··· Source data ···

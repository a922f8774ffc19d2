//! In-process message channel
//!
//! Carries messages between control surfaces living in the same process
//! (the UI layer) and the playback controller. Delivery is synchronous
//! loopback: `send_message` dispatches directly to the handlers
//! registered on this bus instance. No network exposure.

use cloudradio_common::{Message, MessageMethod, Topic};
use tracing::trace;

use super::{Handler, HandlerRegistry, MessageBus};

/// In-process bus instance
#[derive(Clone, Default)]
pub struct LocalBus {
    registry: HandlerRegistry,
}

impl LocalBus {
    pub fn new() -> Self {
        Self {
            registry: HandlerRegistry::new(),
        }
    }
}

impl MessageBus for LocalBus {
    fn subscribe(&self, topic: Topic, method: MessageMethod, handler: Handler) {
        self.registry.register(topic, method, handler);
    }

    fn send_message(&self, topic: Topic, method: MessageMethod, payload: serde_json::Value) {
        let message = Message::new(topic, method, payload);
        let delivered = self.registry.dispatch(&message);
        trace!(%topic, %method, delivered, "local bus message dispatched");
    }
}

···

* Problem to work on
Which lines above hold the string "MessageMethod"? Copy each of them.

* Expected answer
use cloudradio_common::{Message, MessageMethod, Topic};
    fn subscribe(&self, topic: Topic, method: MessageMethod, handler: Handler) {
    fn send_message(&self, topic: Topic, method: MessageMethod, payload: serde_json::Value) {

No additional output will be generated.